Non è sorpreso della iniziativa del commissario europeo Raffaele Fitto. «È una abitudine consolidata nel silenzio di chi dovrebbe opporsi a un vero e proprio scippo, camuffato dalle solite buone intenzioni», sostiene Pino Aprile tra le poche voci che grida nel deserto di un Mezzogiorno «colonia dei poteri forti che dettano la linea sul futuro di una terra negletta alle politiche di sviluppo».
Aprile siamo alle solite, non ci sono soldi e si tolgono al Sud?
«Non c’è da meravigliarsi. È sempre stato così. Vogliamo ricordare i soldi destinati al Mezzogiorno finiti nelle mazzette del Mose? Vogliamo riportare alla memoria i soldi per il Sud usati per pagare le multe del latte degli allevatori del Nord? Il Mezzogiorno è solo una colonia e i politici locali sono funzionali solo se ottemperano agli interessi di una ristretta cerchia di poteri e chi prova a percorrere una strada diversa e cercare pari dignità viene emarginato o ammazzato. È stato così per Moro, ma anche per Falcone e Borsellino».
Quindi bisogna restare sotto schiaffo per tutelare le proprie carriere e addirittura la vita?
«Io spero che prima o poi la gente si stufi di questa situazione, ma temo che resti una pia illusione. Al Sud essere colonia piace perché non comporta avere responsabilità. Meglio aspettare l’elemosina che pretendere un diritto. Meglio tendere la mano che stringere patti sul territorio».
Ma da un commissario europeo meridionale ci si aspettava più incisività per il Sud?
«Ma cosa vuole che faccia il povero Fitto se le decisioni non dipendono da lui ma dal sistema che anche i politici meridionali hanno contribuito a costruire? Quando gli inglesi reprimevano le contestazioni in India, mandavano a bastonare i contestatori gli stessi indiani ma con la divisa del Regno Unito, cioè gli indigeni spaccavano teste nell’interesse del padrone inglese».
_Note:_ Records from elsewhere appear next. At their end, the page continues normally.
//! Read-only view of a PEM certificate.

use std::net::{IpAddr, Ipv4Addr, Ipv6Addr};

use x509_parser::extensions::GeneralName;
use x509_parser::pem::parse_x509_pem;
use x509_parser::public_key::PublicKey;

use crate::error::{PkiError, Result};

/// Fields of a certificate relevant to this PKI
#[derive(Debug, Clone)]
pub struct CertificateInfo {
    pub common_name: Option<String>,
    pub organizations: Vec<String>,
    /// RSA modulus size in bits
    pub key_bits: usize,
    /// Raw subject public key (PKCS#1 for RSA)
    pub public_key: Vec<u8>,
    pub is_ca: bool,
    pub path_len: Option<u32>,
    pub dns_sans: Vec<String>,
    pub ip_sans: Vec<IpAddr>,
    /// Unix timestamps
    pub not_before: i64,
    pub not_after: i64,
}

/// Parse a PEM certificate
pub fn inspect(pem: &[u8]) -> Result<CertificateInfo> {
    let (_, pem) =
        parse_x509_pem(pem).map_err(|e| PkiError::Parse(format!("invalid PEM: {}", e)))?;
    let cert = pem
        .parse_x509()
        .map_err(|e| PkiError::Parse(format!("invalid certificate: {}", e)))?;

    let subject = cert.subject();
    let common_name = subject
        .iter_common_name()
        .next()
        .and_then(|cn| cn.as_str().ok())
        .map(str::to_string);
    let organizations = subject
        .iter_organization()
        .filter_map(|o| o.as_str().ok())
        .map(str::to_string)
        .collect();

    let key_bits = match cert.public_key().parsed() {
        Ok(PublicKey::RSA(rsa)) => rsa.key_size(),
        Ok(_) => return Err(PkiError::Parse("certificate key is not RSA".to_string())),
        Err(e) => return Err(PkiError::Parse(format!("invalid public key: {}", e))),
    };
    let public_key = cert.public_key().subject_public_key.data.to_vec();

    let (is_ca, path_len) = match cert.basic_constraints() {
        Ok(Some(ext)) => (ext.value.ca, ext.value.path_len_constraint),
        Ok(None) => (false, None),
        Err(e) => return Err(PkiError::Parse(format!("invalid basic constraints: {}", e))),
    };

    let mut dns_sans = Vec::new();
    let mut ip_sans = Vec::new();
    if let Ok(Some(ext)) = cert.subject_alternative_name() {
        for name in &ext.value.general_names {
            match name {
                GeneralName::DNSName(dns) => dns_sans.push(dns.to_string()),
                GeneralName::IPAddress(bytes) => {
                    if let Some(ip) = ip_from_bytes(bytes) {
                        ip_sans.push(ip);
                    }
                }
                _ => {}
            }
        }
    }

    Ok(CertificateInfo {
        common_name,
        organizations,
        key_bits,
        public_key,
        is_ca,
        path_len,
        dns_sans,
        ip_sans,
        not_before: cert.validity().not_before.timestamp(),
        not_after: cert.validity().not_after.timestamp(),
    })
}

fn ip_from_bytes(bytes: &[u8]) -> Option<IpAddr> {
    match bytes.len() {
        4 => <[u8; 4]>::try_from(bytes)
            .ok()
            .map(|b| IpAddr::V4(Ipv4Addr::from(b))),
        16 => <[u8; 16]>::try_from(bytes)
            .ok()
            .map(|b| IpAddr::V6(Ipv6Addr::from(b))),
        _ => None,
    }
}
E oggi chi spacca le teste dei meridionali?
«I politici meridionali che la gente del Sud continua a votare e che per poter essere ricandidati evitano conflitti con i poteri forti. La vicenda del ministro greco Varoufakīs è emblematica. costretto alle dimissioni perché non voleva essere parte del sistema che spaccava le teste dei greci sotto la bandiera europea».